Eso es impredecible, pues ahí se conjugan factores políticos, ideológicos y religiosos contrapuestos. Sin embargo, lo sensato sería propiciar un gobierno que representara los intereses de todos los sirios, sin distinción alguna. Incluso, que dé acogida a aquellos que han trabajado con Bashar Al Asad y no hayan irrespetado los derechos humanos, ni cometido injusticias. Lo poco probable es que ahí todos se toleren luego del sangriento conflicto civil, el largo régimen de los Asad, el fanatismo y resentimientos imperante; y el hecho de que las normas y principios occidentales —que son los que sustentan los mecanismos de negociación democráticos—, no se llevan de la mano con la Sharia. Pero, lo muy posible es que ahí imperen las agendas de los grandes actores. Siria es un paso de ruta estratégico que Rusia no quisiera perder . Recordemos que ha sido aliado de Moscú por más de 50 años; es su quinto mayor comprador de armas, y le provee el puerto de Tartus a los rusos como base para sus buques en el Mediterráneo. Por su parte, los Estados Unidos quisieran ver un gobierno en Damasco más proclive a los intereses de Washington y que no sea el contrapeso de Israel; y los israelíes desearían tener en Damasco una contraparte más “razonable” hacia las políticas de Jerusalén.
::: ¿Qué comentarios le merece el apoyo de Ortega al régimen de Bashar al-Asad? ¿Está en consonancia con los países que integran el Alba o existe alguna otra motivación?

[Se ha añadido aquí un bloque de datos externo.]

use curator_core::{AppError, AppResult};
use serde::{Deserialize, Serialize};
use serde_json::Value;

use crate::{
    MutationDraft, Payload, RecordId, ResourceBinding, ResourceRecord, join_list, number_value,
    split_list,
};

/// VIP subscription plan sold to users.
#[derive(Debug, Clone, PartialEq, Serialize, Deserialize)]
pub struct VipPlan {
    /// Server identifier.
    pub id: RecordId,
    /// Display name.
    pub name: String,
    /// Price in the store currency.
    pub price: f64,
    /// Subscription length granted per purchase.
    pub duration_days: i64,
    /// Marketing perks listed on the plan card.
    #[serde(default)]
    pub perks: Vec<String>,
    /// Whether the plan can be purchased.
    #[serde(default)]
    pub is_active: bool,
}

impl ResourceRecord for VipPlan {
    fn record_id(&self) -> &RecordId {
        &self.id
    }
}

/// Binding for `/admin/vip/plans`.
#[derive(Debug, Clone, Copy, Default)]
pub struct VipPlanBinding;

impl ResourceBinding for VipPlanBinding {
    type Record = VipPlan;

    const NAME: &'static str = "VIP plan";

    fn collection_segments(_scope: Option<&str>) -> AppResult<Vec<String>> {
        Ok(vec!["admin".to_owned(), "vip".to_owned(), "plans".to_owned()])
    }

    fn columns() -> &'static [&'static str] {
        &["id", "name", "price", "duration_days", "is_active"]
    }

    fn draft_from_record(record: &VipPlan) -> MutationDraft {
        MutationDraft::for_edit(record.id.clone())
            .with_text("name", record.name.as_str())
            .with_text("price", record.price.to_string())
            .with_text("duration_days", record.duration_days.to_string())
            .with_text("perks", join_list(&record.perks))
            .with_flag("is_active", record.is_active)
    }

    fn validate(draft: &MutationDraft) -> AppResult<()> {
        draft.required_text("name")?;
        if draft.required_number("price")? < 0.0 {
            return Err(AppError::Validation(
                "price must not be negative".to_owned(),
            ));
        }
        if draft.required_integer("duration_days")? < 1 {
            return Err(AppError::Validation(
                "duration_days must be at least 1".to_owned(),
            ));
        }
        Ok(())
    }

    fn normalize(draft: &MutationDraft) -> AppResult<Payload> {
        let mut payload = Payload::new();
        payload.insert("name".to_owned(), Value::from(draft.required_text("name")?));
        payload.insert(
            "price".to_owned(),
            number_value("price", draft.required_number("price")?)?,
        );
        payload.insert(
            "duration_days".to_owned(),
            Value::from(draft.required_integer("duration_days")?),
        );
        payload.insert(
            "perks".to_owned(),
            Value::from(split_list(draft.text("perks"))),
        );
        payload.insert("is_active".to_owned(), Value::from(draft.flag("is_active")));
        Ok(payload)
    }

    fn toggle_field() -> Option<&'static str> {
        Some("is_active")
    }
}

#[cfg(test)]
mod tests {
    use serde_json::json;

    use super::{VipPlan, VipPlanBinding};
    use crate::{MutationDraft, RecordId, ResourceBinding};

    #[test]
    fn perks_are_edited_as_lines() {
        let plan = VipPlan {
            id: RecordId::from("gold"),
            name: "Gold".to_owned(),
            price: 9.99,
            duration_days: 30,
            perks: vec!["No ads".to_owned(), "HD streams".to_owned()],
            is_active: true,
        };

        let draft = VipPlanBinding::draft_from_record(&plan);

        assert_eq!(draft.text("perks"), "No ads\nHD streams");
        assert_eq!(draft.text("duration_days"), "30");
    }

    #[test]
    fn normalize_converts_lines_and_numbers() {
        let draft = MutationDraft::new()
            .with_text("name", "Gold")
            .with_text("price", "30")
            .with_text("duration_days", "30")
            .with_text("perks", "No ads\n\n HD streams ")
            .with_flag("is_active", true);

        let payload = VipPlanBinding::normalize(&draft).unwrap_or_else(|_| unreachable!());

        assert_eq!(payload.get("price"), Some(&json!(30)));
        assert_eq!(payload.get("perks"), Some(&json!(["No ads", "HD streams"])));
    }

    #[test]
    fn non_numeric_price_fails_validation() {
        let draft = MutationDraft::new()
            .with_text("name", "Gold")
            .with_text("price", "free")
            .with_text("duration_days", "30");

        assert!(VipPlanBinding::validate(&draft).is_err());
    }

    #[test]
    fn zero_duration_fails_validation() {
        let draft = MutationDraft::new()
            .with_text("name", "Gold")
            .with_text("price", "5")
            .with_text("duration_days", "0");

        assert!(VipPlanBinding::validate(&draft).is_err());
    }
}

No me extraña esa postura. Lo que sí me sorprende es que aquí haya tres principios que los socialistas siempre esgrimen como muy suyos, pero que aquí lo han olvidado. Primero, el de apoyar la plena determinación de los pueblos. Segundo, el de favorecer el derrocamiento de las tiranías impopulares y genocidas. Y tercero, el de ser solidarios con los pueblos que luchan por su emancipación y liberación. ¿Y por qué aquí no los defienden sabiendo que es el pueblo sirio el que lucha contra un régimen opresivo? Además que ahora se pronuncian porque los Estados Unidos quieren intervenir. ¿Y por qué no se pronuncian por la ayuda que Bashar Al Asad recibe abiertamente de Irán y Rusia? Yo esperaría más bien un pronunciamiento en favor de los que están siendo gaseados —el valiente y heroico pueblo sirio— que un día se alzó para protestar contra las arbitrariedades de un sirio que no respeta a sus conciudadanos, ni los derechos humanos; y es capaz de cualquier recurso con el fin de mantener su régimen opresor.
::: ¿Por qué Ortega se caracteriza por respaldar regímenes dictatoriales en Medio Oriente?
Cada quien elige el espejo en el que se quiere pasar viendo. Lo triste es coincidir con todos los mandatarios del Alba, que están en contra de cualquier acción de los Estados Unidos, aunque Washington luchara contra el demonio mismo. ¿Esa actitud —al ver cómo masacran al pueblo sirio—, tiene asidero en la razón o el fanatismo? Una actitud más balanceada y en favor de los intereses del pueblo sirio habría sido bien aceptada como política exterior de Nicaragua. ¿Por qué nuestro interés nacional gravita alrededor de los dictados pendencieros de Caracas, cuando es el interés de todos los nicaragüenses el que debería tener mayor peso?